История Далиса и другие повести - страница 24



Казалось, ему теперь должно было быть все равно, с кем она была близка в ту пору, когда их брак существовал не только на бумаге. Он сам не ожидал, что его с головой накроет чувство, в котором поровну было и боли, и отвращения. Он встал и прошелся по кухне со сжатыми кулаками. Войти к ней в комнату и сказать: я все понял. Мне надо было раньше понять, какая ты дрянь. Она рассмеется ему в лицо. Боже, как стыдно. Но, может быть, подумал он, это плод его воображения? Его мнительности? Его нынешнего отношения к ней? Или так ему отозвалась его совсем не блиставшая чистотой добрачная жизнь? Артемьев взглянул на свое прошлое – и с покаянием понял, что ничего другого он не заслужил в нынешней жизни. Он вспоминал прежние свои увлечения, иногда казавшиеся ему любовью до гроба, но рано или поздно сменявшиеся охлаждением, – вспоминал и думал, что было бы даже странно, если бы его брак оказался счастливым. Одна из его подруг, которой он, теряя от вожделения голову, клялся в любви и верности на всю оставшуюся жизнь, сказала при расставании, что не будет ему отныне счастья. Он простонал. Да, да, именно так она сказала: не будет счастья. Наташа ее звали. Она настолько была уверена, что станет его женой, что купила обручальные кольца – себе и ему. «Хочешь меня окольцевать, как птицу редкой породы?», – смеясь, говорил он. Она отвечала: «Мечтаю». Почему он не женился на ней? Большей любви и преданности он так и не встретил. Он обманул ее – и ясно, словно это случилось вчера, вспомнил, как уезжал в командировку, и как пришла его провожать другая, и как появилась Наташа. Лицо ее помертвело, когда у вагона она увидела Артемьева с новой его подругой, и, не сказав ни слова, повернулась и ровным шагом пошла прочь.

Позднее он узнал, что она была беременна, сделала аборт и долго после этого болела.

Какую темную тень отбрасывает его жизнь! как он бывал низок, самовлюблен и жесток! с какой легкостью прощал себе лживое слово, обман и неверность! Боже, взмолился он, прости меня. Суди меня за грехи мои, но знай, что я уже осудил их. Милостив буди мне, Боже мой. Испепели во мне все мое дурное и укрепи меня следовать заповедям Твоим. Буди мне свет правды, слово истины, звезда путеводная. Помоги. Научи меня прощать и видеть в человеке вечный Твой образ. Научи верить всем сердцем и всеми помыслами моими. Дай силы следовать за Тобой и жить по Евангелию Твоему.

13.

С некоторых пор жизнь Артемьева наполнилась новым смыслом.
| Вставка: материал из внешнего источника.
//! Streams/sections documents
//!
//! Streams are time-ranged onset runs grouped by band, sections are contiguous
//! ranges with per-section summaries, and keypoints mark boundaries and
//! accents. An optional role-bearing `events` list goes through the canonical
//! assembler.

use std::collections::BTreeMap;

use serde_json::{Map, Value};

use super::probe::{array_field, root_object};
use super::{SchemaClassifier, SchemaKind};
use crate::assembly::canonical::{assemble_events, object_items};
use crate::coercion::numeric::{
    coerce_count, coerce_number, coerce_string, finite_number, first_number, non_empty_string,
    number_list, string_list,
};
use crate::config::IngestConfig;
use crate::records::metadata::Metadata;
use crate::records::streams::{
    Keypoint, KeypointKind, Section, Stream, StreamsSectionsRecordSet, SummaryValue,
};

/// Top-level arrays that identify a streams/sections document
pub const STREAMS_KEYS: [&str; 3] = ["streams", "sections", "keypoints"];

/// Classifier for streams/sections documents
#[derive(Debug, Clone, Copy, Default)]
pub struct StreamsSectionsClassifier;

fn parse_stream(obj: &Map<String, Value>) -> Stream {
    Stream {
        id: coerce_string(obj.get("id"), ""),
        band: coerce_string(obj.get("band"), ""),
        start: coerce_number(obj.get("start"), 0.0),
        end: coerce_number(obj.get("end"), 0.0),
        events: number_list(obj.get("events")),
        strengths: number_list(obj.get("strengths")),
        median_ioi: coerce_number(obj.get("median_ioi"), 0.0),
        ioi_std: coerce_number(obj.get("ioi_std"), 0.0),
        density: coerce_number(obj.get("density"), 0.0),
        strength_median: coerce_number(obj.get("strength_median"), 0.0),
        accents: number_list(obj.get("accents")),
    }
}

fn parse_summary(value: Option<&Value>) -> BTreeMap<String, SummaryValue> {
    let Some(fields) = value.and_then(Value::as_object) else {
        return BTreeMap::new();
    };
    fields
        .iter()
        .filter_map(|(key, v)| {
            let parsed = match v {
                Value::String(s) => SummaryValue::Text(s.clone()),
                other => SummaryValue::Number(finite_number(Some(other))?),
            };
            Some((key.clone(), parsed))
        })
        .collect()
}

fn parse_section(obj: &Map<String, Value>) -> Section {
    Section {
        id: coerce_count(obj.get("id"), 0) as u64,
        start: coerce_number(obj.get("start"), 0.0),
        end: coerce_number(obj.get("end"), 0.0),
        active_stream_ids: string_list(obj.get("active_stream_ids")),
        summary: parse_summary(obj.get("summary")),
    }
}

fn parse_keypoint(obj: &Map<String, Value>) -> Keypoint {
    Keypoint {
        time: first_number(obj, &["time", "t"]).unwrap_or(0.0),
        kind: KeypointKind::from(coerce_string(obj.get("type"), "")),
        section_id: finite_number(obj.get("section_id"))
            .filter(|v| *v >= 0.0)
            .map(|v| v as u64),
        stream_id: match obj.get("stream_id") {
            Some(Value::Number(n)) => Some(n.to_string()),
            other => non_empty_string(other),
        },
        label: non_empty_string(obj.get("label")),
    }
}

impl SchemaClassifier for StreamsSectionsClassifier {
    type Output = StreamsSectionsRecordSet;
    const KIND: SchemaKind = SchemaKind::StreamsSections;

    fn test(&self, doc: &Value, _config: &IngestConfig) -> bool {
        STREAMS_KEYS.iter().all(|key| array_field(doc, key).is_some())
    }

    fn extract(&self, doc: &Value, config: &IngestConfig) -> StreamsSectionsRecordSet {
        let list = |key: &str| array_field(doc, key).unwrap_or(&[]);

        let streams: Vec<Stream> = object_items(list("streams"), "streams")
            .into_iter()
            .map(parse_stream)
            .collect();
        let sections: Vec<Section> = object_items(list("sections"), "sections")
            .into_iter()
            .map(parse_section)
            .collect();
        let keypoints: Vec<Keypoint> = object_items(list("keypoints"), "keypoints")
            .into_iter()
            .map(parse_keypoint)
            .collect();
        let events = array_field(doc, "events").map(|items| assemble_events(items, config));

        let event_count = events.as_ref().map(Vec::len).unwrap_or(0);
        let meta = Metadata::from_fields(root_object(doc), event_count);
        log::debug!(
            "Streams/sections: {} streams, {} sections, {} keypoints, {} events",
            streams.len(),
            sections.len(),
            keypoints.len(),
            event_count
        );

        StreamsSectionsRecordSet {
            streams,
            sections,
            keypoints,
            events,
            meta,
        }
    }
}

#[cfg(test)]
mod tests {
    use super::*;
    use crate::records::event::{Layer, PrecisionTier};
    use serde_json::json;

    fn document() -> Value {
        json!({
            "source": "groove.wav",
            "sr": 22050,
            "duration_sec": 16.0,
            "streams": [
                {"id": "low_0", "band": "low", "start": 0.0, "end": 8.0,
                 "events": [0.0, 0.5, 1.0], "median_ioi": 0.5, "ioi_std": 0.01,
                 "density": 2.0, "strength_median": 0.7, "accents": [0.0]},
                "broken"
            ],
            "sections": [
                {"id": 0, "start": 0.0, "end": 8.0, "active_stream_ids": ["low_0"],
                 "summary": {"density_low": 2.0, "dominant_band": "low", "note": null}}
            ],
            "keypoints": [
                {"time": 0.0, "type": "section_boundary", "section_id": 0, "label": "start"},
                {"time": 0.0, "type": "accent", "stream_id": "low_0"},
                {"time": 4.0, "type": "fill"}
            ],
            "events": [
                {"time": 0.0, "roles": {"P0": ["low"], "P1": ["low"], "P2": []}},
                {"time": 0.5, "roles": {"P0": ["low"], "P1": [], "P2": []}}
            ]
        })
    }

    #[test]
    fn test_signature() {
        let config = IngestConfig::default();
        assert!(StreamsSectionsClassifier.test(&document(), &config));
        let missing = json!({"streams": [], "sections": []});
        assert!(!StreamsSectionsClassifier.test(&missing, &config));
    }

    #[test]
    fn test_extract() {
        let config = IngestConfig::default();
        let set = StreamsSectionsClassifier.extract(&document(), &config);
        assert_eq!(set.streams.len(), 1);
        assert_eq!(set.streams[0].events, vec![0.0, 0.5, 1.0]);
        assert!(set.streams[0].strengths.is_empty());

        let summary = &set.sections[0].summary;
        assert_eq!(summary.len(), 2);
        assert_eq!(summary["density_low"], SummaryValue::Number(2.0));
        assert_eq!(summary["dominant_band"], SummaryValue::Text("low".to_string()));

        assert_eq!(set.keypoints[0].kind, KeypointKind::SectionBoundary);
        assert_eq!(set.keypoints[0].section_id, Some(0));
        assert_eq!(set.keypoints[1].stream_id.as_deref(), Some("low_0"));
        assert_eq!(set.keypoints[2].kind, KeypointKind::Other("fill".to_string()));

        let events = set.events.as_ref().unwrap();
        assert_eq!(events[0].layer, Layer::Precision(PrecisionTier::P1));
        assert_eq!(events[1].layer, Layer::Precision(PrecisionTier::P0));
        assert_eq!(set.meta.total_events, 2);
        assert_eq!(set.meta.duration_sec, 16.0);
    }

    #[test]
    fn test_without_events() {
        let config = IngestConfig::default();
        let doc = json!({"streams": [], "sections": [], "keypoints": []});
        let set = StreamsSectionsClassifier.extract(&doc, &config);
        assert!(set.events.is_none());
        assert_eq!(set.meta.total_events, 0);
    }
}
Теперь он знал, что неизмеримо лучше отдавать, чем брать. И он отдавал: старухе с выцветшими, а когда-то синими глазами, в серой вязаной кофте, черной юбке и черным платком на голове, стоявшей у стены на переходе от станции метро «Парк культуры-радиальная» к станции кольцевой и робко протягивавшей руку со сложенной в ковшик ладонью. Однако все бежали, торопились, спешили – это была быстрая в своем течении река, на берегу которой памятником бесконечного одиночества стояла старуха с протянутой рукой. Нет, не все пробегали мимо. Молодой человек с рюкзаком за спиной вложил ей в ладонь монету; и наученная мамой девочка с алым бантом на голове подала ей аккуратно сложенную пятидесятирублевую бумажку. Она принимала подаяние, кланялась и крестилась.

И Артемьев подошел. Она взглянула на него скорбным взором – каким обыкновенно смотрят замученные жизнью русские женщины. Он вытащил из кармана конверт с зарплатой, отогнал от себя мысль, что завтра надо платить за квартиру, и промолвил: «Тебе в помощь». «Сынок, – ответила она, и две мутные слезы выкатились из ее глаз, – сынок… Не ошибся?» «Ах, матушка, – сказал он, – я у тебя в неоплатном долгу». (А дома, на вопрос Гали, собирается ли он платить за квартиру, солгал, не моргнув глазом, что потерял конверт с зарплатой. Она подозрительно глянула на него. «Ладно. Я заплачу. Будешь должен»).